*** Opening GIVEN ENTRIES ***
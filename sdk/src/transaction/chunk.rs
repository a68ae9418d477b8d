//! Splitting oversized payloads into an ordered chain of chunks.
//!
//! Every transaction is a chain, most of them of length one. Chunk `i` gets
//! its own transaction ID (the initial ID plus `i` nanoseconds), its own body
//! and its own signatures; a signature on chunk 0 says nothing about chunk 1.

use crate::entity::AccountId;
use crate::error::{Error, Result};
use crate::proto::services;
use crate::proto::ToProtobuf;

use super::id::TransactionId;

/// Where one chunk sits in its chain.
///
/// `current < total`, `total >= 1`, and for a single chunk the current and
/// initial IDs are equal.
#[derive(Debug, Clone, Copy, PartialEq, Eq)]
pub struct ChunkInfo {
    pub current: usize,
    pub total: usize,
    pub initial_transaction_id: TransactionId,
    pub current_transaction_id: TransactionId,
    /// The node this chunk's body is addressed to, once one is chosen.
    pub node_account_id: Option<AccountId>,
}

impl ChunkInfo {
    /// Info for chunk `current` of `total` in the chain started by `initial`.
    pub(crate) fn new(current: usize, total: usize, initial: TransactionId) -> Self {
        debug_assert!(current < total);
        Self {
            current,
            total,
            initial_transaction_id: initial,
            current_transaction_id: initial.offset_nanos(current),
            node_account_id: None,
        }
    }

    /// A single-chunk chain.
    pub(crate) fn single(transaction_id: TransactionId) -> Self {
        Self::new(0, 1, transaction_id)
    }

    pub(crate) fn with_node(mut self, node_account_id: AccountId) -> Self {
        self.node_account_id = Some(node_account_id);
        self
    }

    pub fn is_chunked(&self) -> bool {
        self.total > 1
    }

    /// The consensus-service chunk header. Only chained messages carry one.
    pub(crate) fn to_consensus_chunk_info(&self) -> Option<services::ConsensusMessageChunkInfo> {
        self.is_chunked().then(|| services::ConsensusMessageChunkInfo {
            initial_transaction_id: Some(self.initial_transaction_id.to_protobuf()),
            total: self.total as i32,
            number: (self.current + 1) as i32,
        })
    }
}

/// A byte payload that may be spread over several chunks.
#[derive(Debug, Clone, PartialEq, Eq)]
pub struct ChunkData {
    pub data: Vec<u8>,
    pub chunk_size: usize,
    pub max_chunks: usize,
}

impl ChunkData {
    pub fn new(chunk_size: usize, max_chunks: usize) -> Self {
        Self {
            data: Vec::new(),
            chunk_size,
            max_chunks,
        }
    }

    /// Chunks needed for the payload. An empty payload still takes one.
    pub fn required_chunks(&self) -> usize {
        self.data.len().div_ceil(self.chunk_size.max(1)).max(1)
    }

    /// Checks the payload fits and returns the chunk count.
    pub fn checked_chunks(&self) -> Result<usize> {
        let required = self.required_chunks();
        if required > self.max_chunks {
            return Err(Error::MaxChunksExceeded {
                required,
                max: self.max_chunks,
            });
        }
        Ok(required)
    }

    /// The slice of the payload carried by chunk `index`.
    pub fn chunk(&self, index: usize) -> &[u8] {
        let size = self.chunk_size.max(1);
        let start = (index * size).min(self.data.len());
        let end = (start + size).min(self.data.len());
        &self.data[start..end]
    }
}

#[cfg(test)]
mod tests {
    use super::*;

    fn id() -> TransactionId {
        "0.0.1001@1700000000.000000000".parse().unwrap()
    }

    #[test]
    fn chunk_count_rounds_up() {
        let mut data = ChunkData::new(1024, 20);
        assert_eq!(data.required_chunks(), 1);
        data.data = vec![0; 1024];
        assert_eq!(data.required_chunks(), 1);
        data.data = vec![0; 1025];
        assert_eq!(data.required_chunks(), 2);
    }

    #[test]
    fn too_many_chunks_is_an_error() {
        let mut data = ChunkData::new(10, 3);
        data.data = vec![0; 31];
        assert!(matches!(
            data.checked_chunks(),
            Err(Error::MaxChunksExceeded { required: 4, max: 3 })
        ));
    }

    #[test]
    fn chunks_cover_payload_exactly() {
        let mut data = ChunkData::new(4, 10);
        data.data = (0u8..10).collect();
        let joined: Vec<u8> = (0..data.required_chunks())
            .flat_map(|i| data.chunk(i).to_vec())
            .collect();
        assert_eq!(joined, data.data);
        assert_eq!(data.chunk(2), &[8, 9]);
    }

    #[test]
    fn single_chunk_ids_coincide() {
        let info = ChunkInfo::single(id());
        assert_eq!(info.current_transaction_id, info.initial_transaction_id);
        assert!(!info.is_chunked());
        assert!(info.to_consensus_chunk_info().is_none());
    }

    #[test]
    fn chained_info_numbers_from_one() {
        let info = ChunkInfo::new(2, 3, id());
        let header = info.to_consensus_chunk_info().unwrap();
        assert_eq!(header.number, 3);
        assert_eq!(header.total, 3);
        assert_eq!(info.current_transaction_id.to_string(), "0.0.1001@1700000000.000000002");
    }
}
*** Closing GIVEN ENTRIES ***
» TASK TO CARRY OUT: Find how many lines in the listing contain the word "services" and give that count alone.

» ANSWER TO THIS PROBLEM: 3